相手は神様だから、お役目があるのは仕方がない。そんなことは解っている。
解っていても、手放したくない。それが僕の偽らざる気持ちだ。
僕はもう、骨の髄まで、雛に惚れてしまったのだから。
「私なんて…その倍くらい、あなたが好きだもん……」
僕だってその倍くらい、いや、その幾層倍も雛が好きだ。
「あなたの気持ちいいところだって、全部知ってるんだから…」
細い指が亀頭冠の裏側を責め立て、鈴口を撫で回す。
舌を絡め合いながら弱いところを責められて、僕はたまらず射精してしまった。
「でも、あなたも知ってるのよね…? どうすれば私が悦ぶか……」
精液にまみれたままの陰茎を握り締め、先端を無理矢理女陰に押し込める。
みるみる固さを取り戻す怒張を突き込めば、女神は涙混じりに愉悦の声を零す。
指を絡め、唇を重ねて、この胸を刺す鈍痛を、快感で塗り潰していった。

その六

「ふあ…っ、あ、ああ、あ……は、んああ……っ♪」
一番奥で射精する。すっかり膣内射精が癖になってしまったようだ。
腰のくびれを快感に震わせ、細い背を反らして、身も世もなく気をやっている。
「もっと…もっと射精して……。この感じ、忘れたくない……」
彼女は昨夜、この感覚を幸せと呼んだ。なら、僕は彼女を幸せにする。
たとえ、この胸が張り裂けようとも、彼女を抱き続ける。
いっそ孕んでしまえば、ここに残ってくれるのではと――淡い期待をしながら。
「もう…。そんなこと言われたら、決心が鈍るじゃない……」
対面座位になったところで、目元に接吻される。いつの間に、泣いていたのか。
「泣かないで。あなたのこと、忘れないから」
そう言いながら涙ぐんでいる雛を、力いっぱい抱き締めて。
「だから……出来たらでいいの。

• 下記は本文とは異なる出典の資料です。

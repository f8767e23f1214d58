//! Composed hosting: a WebView2 composition controller rendering into the
//! surface's content visual, with input forwarded by the host.

use std::path::Path;
use std::sync::{mpsc, Arc, Mutex};

use tt_common::{Dpi, HostError, PixelPoint, PixelRect};
use webview2_com::Microsoft::Web::WebView2::Win32::{
    CreateCoreWebView2EnvironmentWithOptions, ICoreWebView2,
    ICoreWebView2AddScriptToExecuteOnDocumentCreatedCompletedHandler,
    ICoreWebView2CompositionController, ICoreWebView2CompositionController4,
    ICoreWebView2Controller, ICoreWebView2Controller3, ICoreWebView2Environment3,
    ICoreWebView2EnvironmentOptions, ICoreWebView2Settings9, COREWEBVIEW2_BOUNDS_MODE_USE_RAW_PIXELS,
    COREWEBVIEW2_MOUSE_EVENT_KIND, COREWEBVIEW2_MOUSE_EVENT_VIRTUAL_KEYS,
    COREWEBVIEW2_NON_CLIENT_REGION_KIND, COREWEBVIEW2_NON_CLIENT_REGION_KIND_CAPTION,
};
use webview2_com::{
    take_pwstr, wait_with_pump, CoreWebView2EnvironmentOptions,
    CreateCoreWebView2CompositionControllerCompletedHandler,
    CreateCoreWebView2EnvironmentCompletedHandler, NavigationCompletedEventHandler,
    WebMessageReceivedEventHandler,
};
use windows::core::{Error, Interface, HSTRING, PCWSTR, PWSTR};
use windows::Win32::Foundation::{BOOL, E_FAIL, HWND, POINT, RECT};

use super::{EngineEvent, EngineHandle, EngineOptions};
use crate::composition::dcomp::DcompSurface;
use crate::input::EngineInput;

fn init_err(step: &'static str) -> impl Fn(Error) -> HostError {
    move |e| HostError::initialization(step, e.to_string())
}

fn webview_err(e: Error) -> HostError {
    HostError::WebView(e.to_string())
}

fn push(events: &Arc<Mutex<Vec<EngineEvent>>>, event: EngineEvent) {
    if let Ok(mut evts) = events.lock() {
        evts.push(event);
    }
}

fn to_rect(bounds: PixelRect) -> RECT {
    RECT {
        left: bounds.x,
        top: bounds.y,
        right: bounds.right(),
        bottom: bounds.bottom(),
    }
}

// =============================================================================
// ENVIRONMENT
// =============================================================================

/// Create the WebView2 environment, pumping messages until it completes.
pub fn create_environment(user_data_dir: Option<&Path>) -> Result<ICoreWebView2Environment3, HostError> {
    let (tx, rx) = mpsc::channel::<Result<ICoreWebView2Environment3, Error>>();
    let options = CoreWebView2EnvironmentOptions::default();
    let data_dir = user_data_dir.map(|p| HSTRING::from(p.as_os_str()));

    unsafe {
        let handler = CreateCoreWebView2EnvironmentCompletedHandler::create(Box::new(
            move |result, environment| {
                let outcome = match result {
                    Ok(()) => match environment {
                        Some(env) => env.cast(),
                        None => Err(Error::from(E_FAIL)),
                    },
                    Err(err) => Err(err),
                };
                let _ = tx.send(outcome);
                Ok(())
            },
        ));

        let data_dir_ptr = match &data_dir {
            Some(dir) => PCWSTR(dir.as_ptr()),
            None => PCWSTR::null(),
        };

        CreateCoreWebView2EnvironmentWithOptions(
            PCWSTR::null(),
            data_dir_ptr,
            &ICoreWebView2EnvironmentOptions::from(options),
            &handler,
        )
        .map_err(init_err("environment"))?;
    }

    match wait_with_pump(rx) {
        Ok(result) => result.map_err(init_err("environment")),
        Err(e) => Err(HostError::initialization(
            "environment",
            format!("message pump failed: {e:?}"),
        )),
    }
}

fn create_controller(
    environment: &ICoreWebView2Environment3,
    hwnd: HWND,
) -> Result<(ICoreWebView2Controller, ICoreWebView2CompositionController), HostError> {
    let (tx, rx) = mpsc::channel::<
        Result<(ICoreWebView2Controller, ICoreWebView2CompositionController), Error>,
    >();

    unsafe {
        let handler = CreateCoreWebView2CompositionControllerCompletedHandler::create(Box::new(
            move |result, controller| {
                let outcome = match result {
                    Ok(()) => match controller {
                        Some(ctrl) => ctrl.cast().map(|base| (base, ctrl.clone())),
                        None => Err(Error::from(E_FAIL)),
                    },
                    Err(err) => Err(err),
                };
                let _ = tx.send(outcome);
                Ok(())
            },
        ));

        environment
            .CreateCoreWebView2CompositionController(hwnd, &handler)
            .map_err(init_err("composition controller"))?;
    }

    match wait_with_pump(rx) {
        Ok(result) => result.map_err(init_err("composition controller")),
        Err(e) => Err(HostError::initialization(
            "composition controller",
            format!("message pump failed: {e:?}"),
        )),
    }
}

// =============================================================================
// ENGINE
// =============================================================================

pub struct ComposedEngine {
    controller: ICoreWebView2Controller,
    composition: ICoreWebView2CompositionController,
    non_client: Option<ICoreWebView2CompositionController4>,
    webview: ICoreWebView2,
    events: Arc<Mutex<Vec<EngineEvent>>>,
}

impl ComposedEngine {
    /// Create a composition controller for `hwnd` and bind it to the
    /// surface's content visual.
    pub fn create(
        environment: &ICoreWebView2Environment3,
        hwnd: HWND,
        surface: &DcompSurface,
        bounds: PixelRect,
        dpi: Dpi,
        options: &EngineOptions,
    ) -> Result<Self, HostError> {
        let (controller, composition) = create_controller(environment, hwnd)?;
        let events: Arc<Mutex<Vec<EngineEvent>>> = Arc::new(Mutex::new(Vec::new()));

        let webview = unsafe {
            composition
                .SetRootVisualTarget(surface.content_visual())
                .map_err(init_err("root visual target"))?;
            surface.commit()?;

            let scaled: ICoreWebView2Controller3 =
                controller.cast().map_err(init_err("raw pixel bounds"))?;
            scaled
                .SetBoundsMode(COREWEBVIEW2_BOUNDS_MODE_USE_RAW_PIXELS)
                .map_err(init_err("raw pixel bounds"))?;
            scaled
                .SetShouldDetectMonitorScaleChanges(false)
                .map_err(init_err("raw pixel bounds"))?;
            scaled
                .SetRasterizationScale(dpi.scale_factor())
                .map_err(init_err("raw pixel bounds"))?;

            controller
                .SetBounds(to_rect(bounds))
                .map_err(init_err("controller bounds"))?;
            controller
                .SetIsVisible(true)
                .map_err(init_err("controller visibility"))?;

            controller.CoreWebView2().map_err(init_err("core webview"))?
        };

        unsafe {
            let settings = webview.Settings().map_err(init_err("settings"))?;
            settings
                .SetAreDevToolsEnabled(options.devtools)
                .map_err(init_err("settings"))?;
            if let Ok(settings9) = settings.cast::<ICoreWebView2Settings9>() {
                let _ = settings9.SetIsNonClientRegionSupportEnabled(true);
            }

            for script in &options.init_scripts {
                webview
                    .AddScriptToExecuteOnDocumentCreated(
                        &HSTRING::from(script.as_str()),
                        None::<&ICoreWebView2AddScriptToExecuteOnDocumentCreatedCompletedHandler>,
                    )
                    .map_err(init_err("init scripts"))?;
            }

            let message_events = Arc::clone(&events);
            let mut token = 0i64;
            webview
                .add_WebMessageReceived(
                    &WebMessageReceivedEventHandler::create(Box::new(move |_sender, args| {
                        if let Some(args) = args {
                            let mut message = PWSTR::null();
                            if args.WebMessageAsJson(&mut message).is_ok() {
                                push(&message_events, EngineEvent::Message(take_pwstr(message)));
                            }
                        }
                        Ok(())
                    })),
                    &mut token,
                )
                .map_err(init_err("message handler"))?;

            let nav_events = Arc::clone(&events);
            webview
                .add_NavigationCompleted(
                    &NavigationCompletedEventHandler::create(Box::new(move |_sender, args| {
                        let mut success = BOOL::default();
                        if let Some(args) = args {
                            let _ = args.IsSuccess(&mut success);
                        }
                        push(
                            &nav_events,
                            EngineEvent::NavigationCompleted {
                                success: success.as_bool(),
                            },
                        );
                        Ok(())
                    })),
                    &mut token,
                )
                .map_err(init_err("navigation handler"))?;
        }

        let non_client = composition.cast::<ICoreWebView2CompositionController4>().ok();

        tracing::info!("composed engine created");
        Ok(Self {
            controller,
            composition,
            non_client,
            webview,
            events,
        })
    }
}

impl EngineHandle for ComposedEngine {
    fn navigate(&mut self, url: &str) -> Result<(), HostError> {
        unsafe { self.webview.Navigate(&HSTRING::from(url)) }.map_err(webview_err)
    }

    fn post_message(&mut self, json: &str) -> Result<(), HostError> {
        unsafe { self.webview.PostWebMessageAsJson(&HSTRING::from(json)) }.map_err(webview_err)
    }

    fn set_bounds(&mut self, bounds: PixelRect, dpi: Dpi) -> Result<(), HostError> {
        unsafe {
            if let Ok(scaled) = self.controller.cast::<ICoreWebView2Controller3>() {
                scaled
                    .SetRasterizationScale(dpi.scale_factor())
                    .map_err(webview_err)?;
            }
            self.controller.SetBounds(to_rect(bounds)).map_err(webview_err)
        }
    }

    fn set_visible(&mut self, visible: bool) -> Result<(), HostError> {
        unsafe { self.controller.SetIsVisible(visible) }.map_err(webview_err)
    }

    fn send_input(&mut self, input: &EngineInput) -> Result<(), HostError> {
        unsafe {
            self.composition.SendMouseInput(
                COREWEBVIEW2_MOUSE_EVENT_KIND(input.kind.code() as _),
                COREWEBVIEW2_MOUSE_EVENT_VIRTUAL_KEYS(input.virtual_keys as _),
                input.mouse_data,
                POINT {
                    x: input.point.x,
                    y: input.point.y,
                },
            )
        }
        .map_err(webview_err)
    }

    fn caption_at(&self, point: PixelPoint) -> bool {
        let Some(non_client) = &self.non_client else {
            return false;
        };
        let mut kind = COREWEBVIEW2_NON_CLIENT_REGION_KIND::default();
        let queried = unsafe {
            non_client.GetNonClientRegionAtPoint(
                POINT {
                    x: point.x,
                    y: point.y,
                },
                &mut kind,
            )
        };
        queried.is_ok() && kind == COREWEBVIEW2_NON_CLIENT_REGION_KIND_CAPTION
    }

    fn drain_events(&mut self) -> Vec<EngineEvent> {
        match self.events.lock() {
            Ok(mut evts) => std::mem::take(&mut *evts),
            Err(_) => Vec::new(),
        }
    }
}

impl Drop for ComposedEngine {
    fn drop(&mut self) {
        unsafe {
            let _ = self.controller.Close();
        }
    }
}
//! Internal types and constants for the app state module.

use std::time::Duration;

use tt_rpc::TrayStatus;

/// Events delivered to the UI thread through the event-loop proxy.
#[derive(Debug)]
pub enum UserEvent {
    /// One poll result. `None` means the daemon was unreachable or its
    /// reply was not a status object.
    Status(Option<TrayStatus>),
}

/// How often to drain engine events (approx 60 Hz).
pub(super) const POLL_INTERVAL: Duration = Duration::from_millis(16);

/// The splash closes itself after this long even if the handshake has not
/// settled.
pub(super) const SPLASH_AUTO_CLOSE: Duration = Duration::from_secs(10);

pub(super) const DEFAULT_SPLASH_MESSAGE: &str = "Starting TinyTorrent\u{2026}";
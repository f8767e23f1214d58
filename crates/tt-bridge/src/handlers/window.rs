use serde_json::Value;

use crate::dispatch::{HostServices, RequestResult, WindowCommand};

const WINDOW_COMMAND_FAILED: &str = "native host window command failed";

/// `window-command`: close, minimize, or toggle maximize.
pub fn handle_window_command<S: HostServices + ?Sized>(
    services: &mut S,
    payload: Option<&Value>,
) -> RequestResult {
    let command = payload
        .and_then(|p| p.get("command"))
        .and_then(Value::as_str)
        .and_then(WindowCommand::parse)
        .ok_or_else(|| WINDOW_COMMAND_FAILED.to_string())?;

    if services.window_command(command) {
        Ok(None)
    } else {
        Err(WINDOW_COMMAND_FAILED.to_string())
    }
}
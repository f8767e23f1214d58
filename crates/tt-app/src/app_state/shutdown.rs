//! Graceful shutdown: stop the poller, tear down hosting, close the splash.

use super::core::TorrentHostApp;

impl TorrentHostApp {
    /// Release every subsystem. Safe to call more than once.
    ///
    /// The poller goes first so no snapshot arrives for a closed session.
    pub(super) fn shutdown(&mut self) {
        if self.shut_down {
            return;
        }
        self.shut_down = true;
        tracing::info!("initiating graceful shutdown");

        if let Some(mut poller) = self.poller.take() {
            poller.stop();
        }
        if let Some(session) = self.session.as_mut() {
            session.shutdown();
        }
        self.close_splash();

        tracing::info!("graceful shutdown complete");
    }
}
use crate::dispatch::{HostServices, PlacementError, RequestResult};

/// `persist-window-state`: snapshot the window placement.
pub fn handle_persist_window_state<S: HostServices + ?Sized>(services: &mut S) -> RequestResult {
    match services.persist_window_state() {
        Ok(()) => Ok(None),
        Err(PlacementError::WindowUnavailable) => Err("native window unavailable".into()),
        Err(PlacementError::CaptureFailed) => {
            Err("native host window state capture failed".into())
        }
    }
}

#[cfg(test)]
mod tests {
    use super::*;
    use crate::dispatch::tests::FakeHost;

    #[test]
    fn maps_placement_outcomes() {
        let mut host = FakeHost {
            placement: Some(Ok(())),
            ..FakeHost::alive()
        };
        assert_eq!(handle_persist_window_state(&mut host), Ok(None));

        host.placement = Some(Err(PlacementError::CaptureFailed));
        assert_eq!(
            handle_persist_window_state(&mut host),
            Err("native host window state capture failed".into())
        );

        host.placement = None;
        assert_eq!(
            handle_persist_window_state(&mut host),
            Err("native window unavailable".into())
        );
    }
}
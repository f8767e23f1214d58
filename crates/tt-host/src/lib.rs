//! Native content host: window, composition surface, embedded engine,
//! hit testing and input forwarding.

pub mod composition;
pub mod engine;
pub mod input;
pub mod platform;
pub mod session;
pub mod window;

pub use engine::{ContentEngine, EngineEvent, EngineHandle, EngineOptions, HostingMode};
pub use hit_test::{classify, resolve, FrameHit, HitZone, ResizeCursor};
pub use input::{ClickTracker, Forwarded, InputForwarder, Modifiers, MouseButton, PointerAction, PointerEvent};
pub use platform::DesktopPlatform;
pub use session::{HostPlatform, HostingSession, SessionOptions, Stage};
pub use window::{DesktopWindow, HostWindow, NativeWindow, Placement, ShowState};
use std::fs;

use tt_common::PlatformError;

use super::resolve::{crash_report_dir, data_dir, log_dir, webview_data_dir};

/// Creates all host directories if they do not already exist.
pub fn ensure_dirs() -> Result<(), PlatformError> {
    for dir in [data_dir()?, log_dir()?, crash_report_dir()?, webview_data_dir()?] {
        fs::create_dir_all(&dir).map_err(|e| PlatformError::PathError(e.to_string()))?;
    }
    Ok(())
}
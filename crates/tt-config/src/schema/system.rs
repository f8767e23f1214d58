//! Logging configuration.

use serde::{Deserialize, Serialize};

/// Log level.
#[derive(Debug, Clone, Copy, Serialize, Deserialize, PartialEq, Eq)]
#[serde(rename_all = "lowercase")]
#[derive(Default)]
pub enum LogLevel {
    Trace,
    Debug,
    #[default]
    Info,
    Warn,
    Error,
}

impl LogLevel {
    /// `EnvFilter` directive for this level.
    pub fn as_directive(self) -> &'static str {
        match self {
            Self::Trace => "trace",
            Self::Debug => "debug",
            Self::Info => "info",
            Self::Warn => "warn",
            Self::Error => "error",
        }
    }
}

#[derive(Debug, Clone, Serialize, Deserialize)]
#[serde(default)]
#[derive(Default)]
pub struct LoggingConfig {
    pub level: LogLevel,
}
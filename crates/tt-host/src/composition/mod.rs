//! GPU composition surface that the composed engine renders into.
//!
//! Building is split into the same steps the hosting session reports, so
//! a failure can be attributed to one of them. Dropping a builder releases
//! whatever it acquired so far.

#[cfg(windows)]
pub mod dcomp;

use tt_common::{HostError, PixelRect};

/// Stepwise construction of a [`CompositionSurface`].
pub trait SurfaceBuilder {
    type Surface: CompositionSurface;

    /// Acquire the GPU device and the compositor device on top of it.
    fn create_device(&mut self) -> Result<(), HostError>;

    /// Create root and content visuals, parent content under root and clip
    /// it to `client`.
    fn build_visual_tree(&mut self, client: PixelRect) -> Result<(), HostError>;

    /// Bind a render target to the window, set the root visual and commit.
    fn attach_target(self) -> Result<Self::Surface, HostError>;
}

/// A fully built surface.
pub trait CompositionSurface {
    /// Resize the clip to `client` and commit. While `interactive`, block
    /// until the commit has been flushed to screen.
    fn resize(&mut self, client: PixelRect, interactive: bool) -> Result<(), HostError>;
}

/// Stand-in types for platforms without a compositor. Never constructed.
#[derive(Debug)]
pub enum Unsupported {}

impl SurfaceBuilder for Unsupported {
    type Surface = Unsupported;

    fn create_device(&mut self) -> Result<(), HostError> {
        match *self {}
    }

    fn build_visual_tree(&mut self, _client: PixelRect) -> Result<(), HostError> {
        match *self {}
    }

    fn attach_target(self) -> Result<Self::Surface, HostError> {
        match self {}
    }
}

impl CompositionSurface for Unsupported {
    fn resize(&mut self, _client: PixelRect, _interactive: bool) -> Result<(), HostError> {
        match *self {}
    }
}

私のことも、忘れないでね……」
忘れるものか。忘れてなるものか。忘れてたまるものか。
そして、喜びも悲しみも綯い交ぜになった射精が、夢の終わりを告げた――。

その七

――天気のいい日が続き、あの積雪も嘘のように溶けた。
だが、冬にしては温暖な日が続いたせいか、風邪をひいてしまった。
常備薬を飲んで床に就き、起きて食事をしては、また同じことを繰り返す日々。
そんな中、僕は幾度も不思議な夢を見る。
さびしい独り身の僕が、誰かと子を為して、温かい家庭を築く夢だ。
結婚願望はなかったつもりだが、子沢山なその家族の夢に僕はひどく惹かれた。
惹かれて、焦がれて――目が覚めた時は泣いている。
理由はわからない。何故、何のために、大の男が泣かねばならないのか。
ただ、赤子に乳をやるあの少女に、僕はいつも、強く惹かれる。
きっと僕は、あの少女を知っていて、彼女のために泣いているのだろう。
そんな気がするのだ。


夢の彼女とお揃いのリボン。寝室に落ちていた深紅のリボン。
いつか彼女がここを見つけられるよう、僕は今もそれを窓辺に飾っている――。